Guilherme Duarte
Com o intuito de dar continuidade a série de entrevistas com os quatro pré-candidatos a Prefeitura de Rio Bonito, o Jornal FOLHA DA TERRA tentou entrar em contato com o deputado estadual Marcos Abrahão (PT do B), mas não conseguiu encontrá-lo. Apesar das inúmeras ligações durante a semana, um assessor do parlamentar afirmou que o deputado não poderia atender nossa reportagem, pois já teria outros compromissos agendados. Desta forma, a FOLHA traz nesta edição um breve perfil do político que vai tentar suceder o atual prefeito José Luiz Mandiocão (DEM).
Casado e pai de dois filhos, Abrahão foi o vereador mais votado da cidade em 2000. Dois anos depois, se candidatou a deputado estadual pelo Partido Social Liberal (PSL) ficando como 1° suplente. Após a morte do deputado Valdeci Paiva de Jesus, ele assumiu a vaga do parlamentar. Na época, Abrahão chegou a ser acusado de ter sido o mandante do crime, mas nada foi comprovado. Em 2006, ainda pelo PSL, foi eleito com 36.714 votos. Desse total, cerca de 10 mil votos foram obtidos na sua cidade natal. Quatro anos depois, já pelo Partido Trabalhista do Brasil (PT do B), ele foi reeleito com 52.525 votos, sendo 15 mil em Rio Bonito. Número que o qualificada para brigar pela Prefeitura da cidade, já que o atual prefeito foi eleito em 2008 com pouco mais de 17 mil votos.
Filho de Faissar Abrahão e Georgina Flora, Marcos, de 50 anos, fez o curso primário no Colégio Estadual Barão do Rio Branco e no Maria Lídia Coutinho. Se formou em Técnico de Contabilidade no Colégio Rio Bonito e chegou a estudar até o 4° período de Direito na Universidade Salgado de Oliveira. Mas acabou optando por Administração de Empresas (formado pela Faculdades Integradas de Jacarepaguá). Em 1986, ingressou na Policia Militar.
Nas últimas eleições municipais, o deputado não conseguiu um bom resultado nas urnas. Apesar de ter recebido cerca de 10 mil votos na eleição de 2006, Abrahão “perdeu” a metade dos votos. Em entrevista logo após o pleito de 2010, ele justificou o fraco desempenho em 2008, quando apenas 5.040 riobonitenses optaram pelo seu nome para chefiar o município. “São eleições diferentes. A eleição municipal é muito mais acirrada.
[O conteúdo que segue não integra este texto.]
//! Extractor trait: URL in, page metadata out.

use async_trait::async_trait;

use crate::error::ExtractionResult;
use crate::types::metadata::PageMetadata;

/// Fetches a URL and extracts its title and description.
///
/// Implementations must either return a complete [`PageMetadata`] or an
/// error; never a partial result.
///
/// # SSRF Protection
///
/// URL-based implementations validate the URL with
/// [`UrlPolicy`](crate::security::UrlPolicy) before any network I/O.
#[async_trait]
pub trait MetadataExtractor: Send + Sync {
    /// Fetch `url` and extract its metadata.
    async fn extract(&self, url: &str) -> ExtractionResult<PageMetadata>;

    /// Get the extractor name (for logging/debugging).
    fn name(&self) -> &str {
        "unknown"
    }
}
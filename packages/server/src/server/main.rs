// Main entry point for API server

use std::sync::Arc;

use anyhow::{Context, Result};
use server_core::{
    server::{build_app, AppState},
    Config,
};
use tokio_util::sync::CancellationToken;
use tracing_subscriber::{layer::SubscriberExt, util::SubscriberInitExt};

#[tokio::main]
async fn main() -> Result<()> {
    // Initialize logging
    tracing_subscriber::registry()
        .with(
            tracing_subscriber::EnvFilter::try_from_default_env().unwrap_or_else(|_| {
                "info,server_core=debug,link_metadata=debug,sqlx=warn".into()
            }),
        )
        .with(tracing_subscriber::fmt::layer())
        .init();

    tracing::info!("Starting link metadata service");

    // Load configuration
    let config = Config::from_env().context("Failed to load configuration")?;
    tracing::info!(
        store_configured = config.store_backend().is_some(),
        "Configuration loaded"
    );

    let store = config.connect_store().await?;
    if store.is_none() {
        tracing::warn!("No link store configured; /fetch-metadata will answer 500");
    }
    let extractor = Arc::new(config.extractor()?);

    let shutdown = CancellationToken::new();
    let state = AppState::new(store, extractor).with_shutdown(shutdown.clone());
    let app = build_app(state);

    // Start server
    let addr = format!("0.0.0.0:{}", config.port);
    tracing::info!("Starting server on {}", addr);
    tracing::info!("Backfill: http://localhost:{}/fetch-metadata", config.port);
    tracing::info!("Health check: http://localhost:{}/health", config.port);

    let listener = tokio::net::TcpListener::bind(&addr)
        .await
        .context("Failed to bind to address")?;

    axum::serve(listener, app)
        .with_graceful_shutdown(async move {
            let _ = tokio::signal::ctrl_c().await;
            tracing::info!("Shutdown signal received");
            shutdown.cancel();
        })
        .await
        .context("Server error")?;

    Ok(())
}
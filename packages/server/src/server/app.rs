//! Application setup and server configuration.

use std::sync::Arc;

use axum::{
    extract::Extension,
    routing::{any, get},
    Router,
};
use link_metadata::{BackfillConfig, LinkStore, MetadataExtractor};
use tokio_util::sync::CancellationToken;
use tower_http::trace::TraceLayer;

use crate::server::routes::{fetch_metadata_handler, health_handler};

/// Shared application state
#[derive(Clone)]
pub struct AppState {
    /// `None` when no store backend is configured
    pub store: Option<Arc<dyn LinkStore>>,
    pub extractor: Arc<dyn MetadataExtractor>,
    pub backfill: BackfillConfig,
    /// Cancelled on server shutdown; aborts in-flight batches
    pub shutdown: CancellationToken,
}

impl AppState {
    pub fn new(store: Option<Arc<dyn LinkStore>>, extractor: Arc<dyn MetadataExtractor>) -> Self {
        Self {
            store,
            extractor,
            backfill: BackfillConfig::default(),
            shutdown: CancellationToken::new(),
        }
    }

    pub fn with_backfill_config(mut self, config: BackfillConfig) -> Self {
        self.backfill = config;
        self
    }

    pub fn with_shutdown(mut self, shutdown: CancellationToken) -> Self {
        self.shutdown = shutdown;
        self
    }
}

/// Build the Axum application router
pub fn build_app(state: AppState) -> Router {
    Router::new()
        // Method filtering happens in the handler so other verbs get a JSON 405
        .route("/fetch-metadata", any(fetch_metadata_handler))
        .route("/health", get(health_handler))
        .layer(Extension(state))
        .layer(TraceLayer::new_for_http())
}
use axum::{
    extract::{Extension, RawQuery},
    http::{Method, StatusCode},
    response::{IntoResponse, Response},
    Json,
};
use link_metadata::{backfill_links, BackfillError, BackfillOptions, BatchOutcome, LinkFailure};
use serde::Serialize;
use serde_json::json;

use crate::server::app::AppState;

const STORE_NOT_CONFIGURED: &str = "SUPABASE_URL or SB_PUBLISHABLE_KEY not configured";

/// Query parameters, first value per key.
#[derive(Debug, Default, PartialEq, Eq)]
pub struct FetchMetadataParams {
    pub limit: Option<String>,
    pub link_id: Option<String>,
}

impl FetchMetadataParams {
    /// Read params from a raw query string. Repeated keys keep the first value.
    pub fn from_query(query: Option<&str>) -> Self {
        let mut params = Self::default();
        let Some(query) = query else {
            return params;
        };

        for (key, value) in url::form_urlencoded::parse(query.as_bytes()) {
            let slot = match key.as_ref() {
                "limit" => &mut params.limit,
                "link_id" => &mut params.link_id,
                _ => continue,
            };
            if slot.is_none() {
                *slot = Some(value.into_owned());
            }
        }

        params
    }
}

/// Body returned when there was nothing to process.
#[derive(Debug, Serialize)]
pub struct NothingToDoResponse {
    processed: usize,
    updated: usize,
    errors: Vec<LinkFailure>,
    message: &'static str,
}

/// Error responses for the backfill endpoint.
#[derive(Debug)]
pub enum ApiError {
    MethodNotAllowed,
    InvalidParameter(&'static str),
    Backfill(BackfillError),
}

impl IntoResponse for ApiError {
    fn into_response(self) -> Response {
        let (status, body) = match self {
            ApiError::MethodNotAllowed => (
                StatusCode::METHOD_NOT_ALLOWED,
                json!({ "error": "Method not allowed" }),
            ),
            ApiError::InvalidParameter(name) => (
                StatusCode::BAD_REQUEST,
                json!({ "error": format!("Invalid {} parameter", name) }),
            ),
            ApiError::Backfill(BackfillError::Selection(e)) => (
                StatusCode::INTERNAL_SERVER_ERROR,
                json!({ "error": "Failed to query links", "details": e.to_string() }),
            ),
            ApiError::Backfill(BackfillError::Cancelled) => (
                StatusCode::SERVICE_UNAVAILABLE,
                json!({ "error": "Request cancelled" }),
            ),
            ApiError::Backfill(e @ BackfillError::Configuration(_)) => (
                StatusCode::INTERNAL_SERVER_ERROR,
                json!({ "error": e.to_string() }),
            ),
        };

        (status, Json(body)).into_response()
    }
}

/// Parse query params into run options.
///
/// Empty values count as absent; anything else must be a non-negative
/// integer. `limit` is ignored when `link_id` is given.
pub fn parse_options(params: &FetchMetadataParams) -> Result<BackfillOptions, ApiError> {
    if let Some(raw) = non_empty(&params.link_id) {
        let link_id = raw
            .parse::<i64>()
            .ok()
            .filter(|id| *id >= 0)
            .ok_or(ApiError::InvalidParameter("link_id"))?;
        return Ok(BackfillOptions::for_link(link_id));
    }

    match non_empty(&params.limit) {
        Some(raw) => raw
            .parse::<usize>()
            .map(BackfillOptions::with_limit)
            .map_err(|_| ApiError::InvalidParameter("limit")),
        None => Ok(BackfillOptions::default()),
    }
}

fn non_empty(value: &Option<String>) -> Option<&str> {
    value.as_deref().map(str::trim).filter(|v| !v.is_empty())
}

/// Run one backfill batch
///
/// Accepts GET and POST; the body is ignored. Per-link failures are reported
/// in the 200 response, only configuration and selection failures are 500s.
pub async fn fetch_metadata_handler(
    method: Method,
    Extension(state): Extension<AppState>,
    RawQuery(query): RawQuery,
) -> Result<Response, ApiError> {
    if method != Method::GET && method != Method::POST {
        return Err(ApiError::MethodNotAllowed);
    }

    let options = parse_options(&FetchMetadataParams::from_query(query.as_deref()))?;
    tracing::info!(
        limit = options.limit.unwrap_or(state.backfill.default_limit),
        link_id = ?options.link_id,
        "Backfill requested"
    );

    let Some(store) = state.store.as_deref() else {
        tracing::error!("No link store configured");
        return Err(ApiError::Backfill(BackfillError::Configuration(
            STORE_NOT_CONFIGURED.to_string(),
        )));
    };

    let outcome = backfill_links(
        store,
        state.extractor.as_ref(),
        &options,
        &state.backfill,
        &state.shutdown,
    )
    .await
    .map_err(|e| {
        tracing::error!(error = %e, "Backfill failed");
        ApiError::Backfill(e)
    })?;

    Ok(outcome_response(outcome))
}

fn outcome_response(outcome: BatchOutcome) -> Response {
    if outcome.is_empty() {
        return Json(NothingToDoResponse {
            processed: 0,
            updated: 0,
            errors: Vec::new(),
            message: "All links have set values",
        })
        .into_response();
    }

    Json(outcome).into_response()
}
Em 2008, eu disputava com o prefeito José Luiz, que estava indo para o seu segundo mandato, e com Solange, que estava indicando Reis, mas o povo votava nela, que foi prefeita por dois mandatos. Além disso, ao longo dos anos, eles construíram no imaginário popular, a imagem dum Marcos Abrahão truculento, uma pessoa difícil, que se eleito, traria problemas para a cidade. Alguns boatos chegam a ser ridículos. Hoje, porém, essa situação mudou”, disse naquela oportunidade.
Nota da redação: A ordem dos entrevistados foi definida através de sorteio. Na próxima semana, a entrevistada será a ex-deputada federal Solange Almeida. Todos os pré-candidatos são avisados com antecedência na segunda-feira pela manhã e tem até a sexta-feira para conceder a entrevista. No caso do deputado estadual Marcos Abrahão foram realizadas diversas tentativas de entrevista, mas, de acordo com um assessor, ele não poderia atender a nossa reportagem. Vale ressaltar que a intenção dessa série de entrevistas é apresentar ao leitor o perfil de cada pré-candidato. A ordem dos entrevistados não irá prejudicar nenhum pré-candidato, já que após essa primeira rodada de entrevistas, uma nova série será lançada com outro formato, abordando temas importantes, como educação, saúde e segurança, entre outros. A cada semana os quatro pré-candidatos irão responder as mesmas perguntas sobre assuntos variados.